It is the fall of 1971. I have just walked into a room in a church basement, where there is a meeting of NARAL, the National Association for the Repeal of Abortion Laws, the organization created two years earlier by Betty Friedan. Although abortion had been legal in New York since 1970, it was still illegal in most states.
I’ve moved to Syracuse—the first time I have lived outside the New York metropolitan area. I’m feeling a bit unmoored, not yet at home in my MFA program, and missing the political engagement I had experienced as a college student at Barnard and Columbia.
When I see my fellow attendees, I know, as Dorothy knew that she was not in Kansas, that I’m not in New York City anymore. Only two of the women look like anyone I would have ever had practice speaking to. One must be, like me, a student: She’s wearing jeans and a peasant blouse. The other is a Black woman with a luxuriant Afro, a jade green turtle necklace, a black skirt, and boots. The others seem like strangers. I had not believed that I would ever be in a room with anyone who wore flesh-colored pantyhose, or who wore her hair in what was called a pixie cut, but here I am. Here we all are.
The meeting is called to order by a short, dark, wiry, fast-talking woman. Quickly, we get down to tactics, which involve organizing travel to Albany and to Washington. Despite the legalization of abortion in New York, antiabortionists are tirelessly picketing the state legislature with gruesome pictures of mangled fetuses. We sign up both for counter-protests and to speak to our local legislators in person. Pennsylvania, a close neighbor state, will be another target of our lobbying. And we will be on the alert for actions in DC, targeting the Supreme Court.
So far, so straightforward. But then our leader says, “What we need is to talk about why we’re all here. The problem is no one wants to talk about abortion. But I think it’s important to make things personal.”
She describes growing up in an Italian neighborhood in Buffalo. “You’d hear it whispered among the women, ‘enceinta, enceinta…’ and not in a happy way. I got pregnant when I was 16. An older cousin forced himself on me. He was making more money than anyone in the family, and was looked up to as a success, and he said no one would believe me if I said anything about what was going on.

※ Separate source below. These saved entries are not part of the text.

//! relation.rs
//! Finitary relations on an initial section of the naturals, with Boolean algebra.

use crate::error::{DnnError, Result};
use serde::{Deserialize, Serialize};
use smallvec::SmallVec;
use std::collections::btree_set;
use std::collections::BTreeSet;
use std::fmt;
use std::ops::{BitAnd, BitOr, BitXor, Not, Sub};

/// A member of a relation. Elements are drawn from `0..universe_size`.
pub type Tuple = SmallVec<[usize; 4]>;

/// A finite relation: a subset of `{0, .., universe_size - 1}^arity`.
///
/// Structural equality and hashing cover `(tuples, universe_size, arity)`, so two
/// relations are interchangeable as map keys exactly when all three agree. The
/// algebra and the `is_*` comparisons are stricter: they refuse to combine
/// relations over different universes or arities.
#[derive(Debug, Clone, PartialEq, Eq, Hash, PartialOrd, Ord, Serialize, Deserialize)]
#[serde(try_from = "RawRelation")]
pub struct Relation {
    tuples: BTreeSet<Tuple>,
    universe_size: usize,
    arity: usize,
}

/// Wire form of a relation, checked by `Relation::new` before use.
#[derive(Deserialize)]
struct RawRelation {
    tuples: Vec<Vec<usize>>,
    universe_size: usize,
    arity: usize,
}

impl TryFrom<RawRelation> for Relation {
    type Error = DnnError;

    fn try_from(raw: RawRelation) -> Result<Self> {
        Relation::new(raw.tuples, raw.universe_size, raw.arity)
    }
}

impl Relation {
    /// Builds a relation of an explicit arity. Duplicate tuples are ignored.
    pub fn new<I, T>(tuples: I, universe_size: usize, arity: usize) -> Result<Self>
    where
        I: IntoIterator<Item = T>,
        T: AsRef<[usize]>,
    {
        let mut set = BTreeSet::new();
        for tup in tuples {
            let tup = tup.as_ref();
            if tup.len() != arity {
                return Err(DnnError::arity("relation tuple", arity, tup.len()));
            }
            if let Some(&element) = tup.iter().find(|&&e| e >= universe_size) {
                return Err(DnnError::ElementOutOfUniverse { element, universe_size });
            }
            set.insert(Tuple::from_slice(tup));
        }
        Ok(Self { tuples: set, universe_size, arity })
    }

    /// Builds a relation whose arity is taken from its first tuple.
    pub fn infer<I, T>(tuples: I, universe_size: usize) -> Result<Self>
    where
        I: IntoIterator<Item = T>,
        T: AsRef<[usize]>,
    {
        let mut iter = tuples.into_iter().peekable();
        let arity = match iter.peek() {
            Some(first) => first.as_ref().len(),
            None => return Err(DnnError::EmptyRelationArity),
        };
        Self::new(iter, universe_size, arity)
    }

    pub fn empty(universe_size: usize, arity: usize) -> Self {
        Self { tuples: BTreeSet::new(), universe_size, arity }
    }

    /// The full Cartesian power. Costs `O(universe_size^arity)`.
    pub fn full(universe_size: usize, arity: usize) -> Self {
        let tuples = CartesianPower::new(universe_size, arity).collect();
        Self { tuples, universe_size, arity }
    }

    pub fn tuples(&self) -> &BTreeSet<Tuple> { &self.tuples }
    pub fn universe_size(&self) -> usize { self.universe_size }
    pub fn arity(&self) -> usize { self.arity }
    pub fn len(&self) -> usize { self.tuples.len() }
    pub fn is_empty(&self) -> bool { self.tuples.is_empty() }

    pub fn contains(&self, tup: &[usize]) -> bool {
        self.tuples.contains(tup)
    }

    pub fn iter(&self) -> btree_set::Iter<'_, Tuple> {
        self.tuples.iter()
    }

    /// Lists the members, one per line.
    pub fn show(&self) -> String {
        self.tuples
            .iter()
            .map(|t| format!("{:?}", t.as_slice()))
            .collect::<Vec<_>>()
            .join("\n")
    }

    /// Returns true when `other` lives over the same universe with the same arity.
    pub fn is_comparable(&self, other: &Relation) -> bool {
        self.universe_size == other.universe_size && self.arity == other.arity
    }

    fn check_comparable(&self, other: &Relation) -> Result<()> {
        if self.is_comparable(other) {
            Ok(())
        } else {
            Err(DnnError::UniverseMismatch {
                left_universe: self.universe_size,
                left_arity: self.arity,
                right_universe: other.universe_size,
                right_arity: other.arity,
            })
        }
    }

    fn with_tuples(&self, tuples: BTreeSet<Tuple>) -> Self {
        Self { tuples, universe_size: self.universe_size, arity: self.arity }
    }

    // --- Boolean algebra ---

    /// Every tuple of the Cartesian power that is not in `self`.
    ///
    /// Enumerates all `universe_size^arity` tuples, so this is expensive for
    /// large universes or arities.
    pub fn complement(&self) -> Self {
        let tuples = CartesianPower::new(self.universe_size, self.arity)
            .filter(|t| !self.tuples.contains(t))
            .collect();
        self.with_tuples(tuples)
    }

    pub fn intersection(&self, other: &Relation) -> Result<Self> {
        self.check_comparable(other)?;
        Ok(self.with_tuples(self.tuples.intersection(&other.tuples).cloned().collect()))
    }

    pub fn union(&self, other: &Relation) -> Result<Self> {
        self.check_comparable(other)?;
        Ok(self.with_tuples(self.tuples.union(&other.tuples).cloned().collect()))
    }

    pub fn difference(&self, other: &Relation) -> Result<Self> {
        self.check_comparable(other)?;
        Ok(self.with_tuples(self.tuples.difference(&other.tuples).cloned().collect()))
    }

    pub fn symmetric_difference(&self, other: &Relation) -> Result<Self> {
        self.check_comparable(other)?;
        Ok(self.with_tuples(self.tuples.symmetric_difference(&other.tuples).cloned().collect()))
    }

    // --- Comparisons ---

    pub fn checked_eq(&self, other: &Relation) -> Result<bool> {
        self.check_comparable(other)?;
        Ok(self.tuples == other.tuples)
    }

    pub fn is_subset(&self, other: &Relation) -> Result<bool> {
        self.check_comparable(other)?;
        Ok(self.tuples.is_subset(&other.tuples))
    }

    pub fn is_proper_subset(&self, other: &Relation) -> Result<bool> {
        self.check_comparable(other)?;
        Ok(self.tuples.len() < other.tuples.len() && self.tuples.is_subset(&other.tuples))
    }

    pub fn is_superset(&self, other: &Relation) -> Result<bool> {
        other.is_subset(self)
    }

    pub fn is_proper_superset(&self, other: &Relation) -> Result<bool> {
        other.is_proper_subset(self)
    }

    /// Dot product over GF(2): the parity of the size of the intersection.
    pub fn dot(&self, other: &Relation) -> Result<u8> {
        self.check_comparable(other)?;
        let shared = self.tuples.intersection(&other.tuples).count();
        Ok((shared % 2) as u8)
    }
}

impl Not for &Relation {
    type Output = Relation;
    fn not(self) -> Relation { self.complement() }
}

impl Not for Relation {
    type Output = Relation;
    fn not(self) -> Relation { self.complement() }
}

// Set operators on references. Each fails like its named counterpart when the
// operands are not comparable.

impl BitAnd for &Relation {
    type Output = Result<Relation>;
    fn bitand(self, other: Self) -> Result<Relation> { self.intersection(other) }
}

impl BitOr for &Relation {
    type Output = Result<Relation>;
    fn bitor(self, other: Self) -> Result<Relation> { self.union(other) }
}

impl Sub for &Relation {
    type Output = Result<Relation>;
    fn sub(self, other: Self) -> Result<Relation> { self.difference(other) }
}

impl BitXor for &Relation {
    type Output = Result<Relation>;
    fn bitxor(self, other: Self) -> Result<Relation> { self.symmetric_difference(other) }
}

impl<'a> IntoIterator for &'a Relation {
    type Item = &'a Tuple;
    type IntoIter = btree_set::Iter<'a, Tuple>;
    fn into_iter(self) -> Self::IntoIter { self.tuples.iter() }
}

impl fmt::Display for Relation {
    fn fmt(&self, f: &mut fmt::Formatter<'_>) -> fmt::Result {
        let universe = if self.universe_size > 10 {
            format!("{{0,...,{}}}", self.universe_size - 1)
        } else {
            let elements: Vec<String> = (0..self.universe_size).map(|e| e.to_string()).collect();
            format!("{{{}}}", elements.join(","))
        };
        let plural = if self.len() == 1 { "" } else { "s" };
        write!(
            f,
            "A relation on {} of arity {} containing {} tuple{}",
            universe,
            self.arity,
            self.len(),
            plural
        )
    }
}

/// Odometer over `{0, .., base - 1}^width` in lexicographic order.
struct CartesianPower {
    base: usize,
    current: Option<Tuple>,
}

impl CartesianPower {
    fn new(base: usize, width: usize) -> Self {
        // The empty power has exactly one (empty) tuple; a zero base with positive width has none.
        let current = if base == 0 && width > 0 { None } else { Some(smallvec::smallvec![0; width]) };
        Self { base, current }
    }
}

impl Iterator for CartesianPower {
    type Item = Tuple;

    fn next(&mut self) -> Option<Tuple> {
        let out = self.current.take()?;
        let mut next = out.clone();
        let mut carried = true;
        for digit in next.iter_mut().rev() {
            *digit += 1;
            if *digit < self.base {
                carried = false;
                break;
            }
            *digit = 0;
        }
        if !carried {
            self.current = Some(next);
        }
        Some(out)
    }
}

And he said to remember that he was lending my family money so my brother could go to college. I was terrified, and ashamed, but I told my sister, who was older, married, with children. She said everyone in the neighborhood knew about a woman who took care of things. She came with me to this woman’s apartment. We didn’t talk. The woman covered her kitchen table with a white sheet, took some kind of medical instrument out of a pot of boiling water and after an excruciatingly painful time, she showed me into her bedroom, where I rested. My sister handed her money, and we left.”
The next woman to speak is older and the most elegant in the room. She wears a tweed suit; her silver hair is in a French twist, her accent refined, although not off-putting. It reminds me of someone, and then I realize who: Julia Child. “It was 1937. I was 21 and working on a newspaper in Washington. I was having a relationship with a rather aristocratic Englishman, separated from his family overseas. It was a pleasant relationship, but nothing serious. I became pregnant, or ‘fell pregnant,’ in his words. There was no way we were going to marry. He told me not to worry: It had happened to many of his friends in London and there was an easy way of dealing with it. A well-known Harley Street doctor had a nursing home in the country where posh girls who needed abortions could go. It was safe, and not, he assured me, harrowing. We flew to London. It was exactly as he said: clean, pleasant, even a bit bucolic. It would never have happened here, and it would never have happened if he weren’t wealthy and connected.”